* What needs to be done
Copy each record exactly, word for word.

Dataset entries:
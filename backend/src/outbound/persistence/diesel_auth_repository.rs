//! PostgreSQL-backed `AuthRepository` implementation using Diesel ORM.
//!
//! Login codes are stored as digests only. Completing a login upserts the
//! user, stamps `last_login_at`, and consumes the code in one transaction.

use async_trait::async_trait;
use chrono::{DateTime, Utc};
use diesel::prelude::*;
use diesel::result::Error as DieselError;
use diesel_async::scoped_futures::ScopedFutureExt;
use diesel_async::{AsyncConnection, RunQueryDsl};

use crate::domain::ports::{AuthRepository, AuthRepositoryError};
use crate::domain::{ActiveOtpCode, NewOtpCode, PhoneNumber};

use super::diesel_error_mapping;
use super::models::{NewOtpCodeRow, OtpCodeRow};
use super::pool::{DbPool, PoolError};
use super::schema::{app_admins, otp_codes, users};

/// Diesel-backed implementation of the `AuthRepository` port.
#[derive(Clone)]
pub struct DieselAuthRepository {
    pool: DbPool,
}

impl DieselAuthRepository {
    /// Create a new repository with the given connection pool.
    pub fn new(pool: DbPool) -> Self {
        Self { pool }
    }
}

fn map_pool_error(error: PoolError) -> AuthRepositoryError {
    diesel_error_mapping::map_pool_error(error, AuthRepositoryError::connection)
}

fn map_diesel_error(error: DieselError) -> AuthRepositoryError {
    diesel_error_mapping::map_diesel_error(
        error,
        AuthRepositoryError::query,
        AuthRepositoryError::connection,
    )
}

fn row_to_code(row: OtpCodeRow) -> ActiveOtpCode {
    ActiveOtpCode {
        id: row.id,
        code_hash: row.code_hash,
        attempts_left: u32::try_from(row.attempts_left).unwrap_or(0),
    }
}

#[async_trait]
impl AuthRepository for DieselAuthRepository {
    async fn is_banned(&self, phone: &PhoneNumber) -> Result<bool, AuthRepositoryError> {
        let mut conn = self.pool.get().await.map_err(map_pool_error)?;
        let banned: Option<bool> = users::table
            .find(phone.as_str())
            .select(users::is_banned)
            .first(&mut conn)
            .await
            .optional()
            .map_err(map_diesel_error)?;
        Ok(banned.unwrap_or(false))
    }

    async fn is_admin(&self, phone: &PhoneNumber) -> Result<bool, AuthRepositoryError> {
        let mut conn = self.pool.get().await.map_err(map_pool_error)?;
        diesel::select(diesel::dsl::exists(
            app_admins::table.filter(app_admins::phone.eq(phone.as_str())),
        ))
        .get_result(&mut conn)
        .await
        .map_err(map_diesel_error)
    }

    async fn ensure_admin(&self, phone: &PhoneNumber) -> Result<bool, AuthRepositoryError> {
        let mut conn = self.pool.get().await.map_err(map_pool_error)?;
        let inserted = diesel::insert_into(app_admins::table)
            .values(app_admins::phone.eq(phone.as_str()))
            .on_conflict(app_admins::phone)
            .do_nothing()
            .execute(&mut conn)
            .await
            .map_err(map_diesel_error)?;
        Ok(inserted == 1)
    }

    async fn store_code(&self, code: &NewOtpCode) -> Result<(), AuthRepositoryError> {
        let mut conn = self.pool.get().await.map_err(map_pool_error)?;
        diesel::insert_into(otp_codes::table)
            .values(NewOtpCodeRow {
                phone: code.phone.as_str(),
                code_hash: &code.code_hash,
                expires_at: code.expires_at,
                attempts_left: i32::try_from(code.attempts_left).unwrap_or(i32::MAX),
            })
            .execute(&mut conn)
            .await
            .map_err(map_diesel_error)?;
        Ok(())
    }

    async fn latest_active_code(
        &self,
        phone: &PhoneNumber,
        now: DateTime<Utc>,
    ) -> Result<Option<ActiveOtpCode>, AuthRepositoryError> {
        let mut conn = self.pool.get().await.map_err(map_pool_error)?;
        let row = otp_codes::table
            .filter(otp_codes::phone.eq(phone.as_str()))
            .filter(otp_codes::consumed_at.is_null())
            .filter(otp_codes::expires_at.gt(now))
            .order(otp_codes::id.desc())
            .select(OtpCodeRow::as_select())
            .first(&mut conn)
            .await
            .optional()
            .map_err(map_diesel_error)?;
        Ok(row.map(row_to_code))
    }

    async fn decrement_attempts(&self, code_id: i64) -> Result<(), AuthRepositoryError> {
        let mut conn = self.pool.get().await.map_err(map_pool_error)?;
        diesel::update(
            otp_codes::table
                .find(code_id)
                .filter(otp_codes::attempts_left.gt(0)),
        )
        .set(otp_codes::attempts_left.eq(otp_codes::attempts_left - 1))
        .execute(&mut conn)
        .await
        .map_err(map_diesel_error)?;
        Ok(())
    }

    async fn complete_login(
        &self,
        code_id: i64,
        phone: &PhoneNumber,
        now: DateTime<Utc>,
    ) -> Result<(), AuthRepositoryError> {
        let phone = phone.as_str().to_owned();
        let mut conn = self.pool.get().await.map_err(map_pool_error)?;

        conn.transaction(|conn| {
            async move {
                diesel::insert_into(users::table)
                    .values((
                        users::phone.eq(&phone),
                        users::created_at.eq(now),
                        users::last_login_at.eq(Some(now)),
                    ))
                    .on_conflict(users::phone)
                    .do_update()
                    .set(users::last_login_at.eq(Some(now)))
                    .execute(conn)
                    .await?;

                diesel::update(otp_codes::table.find(code_id))
                    .set(otp_codes::consumed_at.eq(Some(now)))
                    .execute(conn)
                    .await?;
                Ok::<(), DieselError>(())
            }
            .scope_boxed()
        })
        .await
        .map_err(map_diesel_error)
    }
}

* Reply to the exercise
filename backend/src/outbound/persistence/diesel_auth_repository.rs
//! PostgreSQL-backed `AuthRepository` implementation using Diesel ORM.
//!
//! Login codes are stored as digests only. Completing a login upserts the
//! user, stamps `last_login_at`, and consumes the code in one transaction.

use async_trait::async_trait;
use chrono::{DateTime, Utc};
use diesel::prelude::*;
use diesel::result::Error as DieselError;
use diesel_async::scoped_futures::ScopedFutureExt;
use diesel_async::{AsyncConnection, RunQueryDsl};

use crate::domain::ports::{AuthRepository, AuthRepositoryError};
use crate::domain::{ActiveOtpCode, NewOtpCode, PhoneNumber};

use super::diesel_error_mapping;
use super::models::{NewOtpCodeRow, OtpCodeRow};
use super::pool::{DbPool, PoolError};
use super::schema::{app_admins, otp_codes, users};

/// Diesel-backed implementation of the `AuthRepository` port.
#[derive(Clone)]
pub struct DieselAuthRepository {
    pool: DbPool,
}

impl DieselAuthRepository {
    /// Create a new repository with the given connection pool.
    pub fn new(pool: DbPool) -> Self {
        Self { pool }
    }
}

fn map_pool_error(error: PoolError) -> AuthRepositoryError {
    diesel_error_mapping::map_pool_error(error, AuthRepositoryError::connection)
}

fn map_diesel_error(error: DieselError) -> AuthRepositoryError {
    diesel_error_mapping::map_diesel_error(
        error,
        AuthRepositoryError::query,
        AuthRepositoryError::connection,
    )
}

fn row_to_code(row: OtpCodeRow) -> ActiveOtpCode {
    ActiveOtpCode {
        id: row.id,
        code_hash: row.code_hash,
        attempts_left: u32::try_from(row.attempts_left).unwrap_or(0),
    }
}

#[async_trait]
impl AuthRepository for DieselAuthRepository {
    async fn is_banned(&self, phone: &PhoneNumber) -> Result<bool, AuthRepositoryError> {
        let mut conn = self.pool.get().await.map_err(map_pool_error)?;
        let banned: Option<bool> = users::table
            .find(phone.as_str())
            .select(users::is_banned)
            .first(&mut conn)
            .await
            .optional()
            .map_err(map_diesel_error)?;
        Ok(banned.unwrap_or(false))
    }

    async fn is_admin(&self, phone: &PhoneNumber) -> Result<bool, AuthRepositoryError> {
        let mut conn = self.pool.get().await.map_err(map_pool_error)?;
        diesel::select(diesel::dsl::exists(
            app_admins::table.filter(app_admins::phone.eq(phone.as_str())),
        ))
        .get_result(&mut conn)
        .await
        .map_err(map_diesel_error)
    }

    async fn ensure_admin(&self, phone: &PhoneNumber) -> Result<bool, AuthRepositoryError> {
        let mut conn = self.pool.get().await.map_err(map_pool_error)?;
        let inserted = diesel::insert_into(app_admins::table)
            .values(app_admins::phone.eq(phone.as_str()))
            .on_conflict(app_admins::phone)
            .do_nothing()
            .execute(&mut conn)
            .await
            .map_err(map_diesel_error)?;
        Ok(inserted == 1)
    }

    async fn store_code(&self, code: &NewOtpCode) -> Result<(), AuthRepositoryError> {
        let mut conn = self.pool.get().await.map_err(map_pool_error)?;
        diesel::insert_into(otp_codes::table)
            .values(NewOtpCodeRow {
                phone: code.phone.as_str(),
                code_hash: &code.code_hash,
                expires_at: code.expires_at,
                attempts_left: i32::try_from(code.attempts_left).unwrap_or(i32::MAX),
            })
            .execute(&mut conn)
            .await
            .map_err(map_diesel_error)?;
        Ok(())
    }

    async fn latest_active_code(
        &self,
        phone: &PhoneNumber,
        now: DateTime<Utc>,
    ) -> Result<Option<ActiveOtpCode>, AuthRepositoryError> {
        let mut conn = self.pool.get().await.map_err(map_pool_error)?;
        let row = otp_codes::table
            .filter(otp_codes::phone.eq(phone.as_str()))
            .filter(otp_codes::consumed_at.is_null())
            .filter(otp_codes::expires_at.gt(now))
            .order(otp_codes::id.desc())
            .select(OtpCodeRow::as_select())
            .first(&mut conn)
            .await
            .optional()
            .map_err(map_diesel_error)?;
        Ok(row.map(row_to_code))
    }

    async fn decrement_attempts(&self, code_id: i64) -> Result<(), AuthRepositoryError> {
        let mut conn = self.pool.get().await.map_err(map_pool_error)?;
        diesel::update(
            otp_codes::table
                .find(code_id)
                .filter(otp_codes::attempts_left.gt(0)),
        )
        .set(otp_codes::attempts_left.eq(otp_codes::attempts_left - 1))
        .execute(&mut conn)
        .await
        .map_err(map_diesel_error)?;
        Ok(())
    }

    async fn complete_login(
        &self,
        code_id: i64,
        phone: &PhoneNumber,
        now: DateTime<Utc>,
    ) -> Result<(), AuthRepositoryError> {
        let phone = phone.as_str().to_owned();
        let mut conn = self.pool.get().await.map_err(map_pool_error)?;

        conn.transaction(|conn| {
            async move {
                diesel::insert_into(users::table)
                    .values((
                        users::phone.eq(&phone),
                        users::created_at.eq(now),
                        users::last_login_at.eq(Some(now)),
                    ))
                    .on_conflict(users::phone)
                    .do_update()
                    .set(users::last_login_at.eq(Some(now)))
                    .execute(conn)
                    .await?;

                diesel::update(otp_codes::table.find(code_id))
                    .set(otp_codes::consumed_at.eq(Some(now)))
                    .execute(conn)
                    .await?;
                Ok::<(), DieselError>(())
            }
            .scope_boxed()
        })
        .await
        .map_err(map_diesel_error)
    }
}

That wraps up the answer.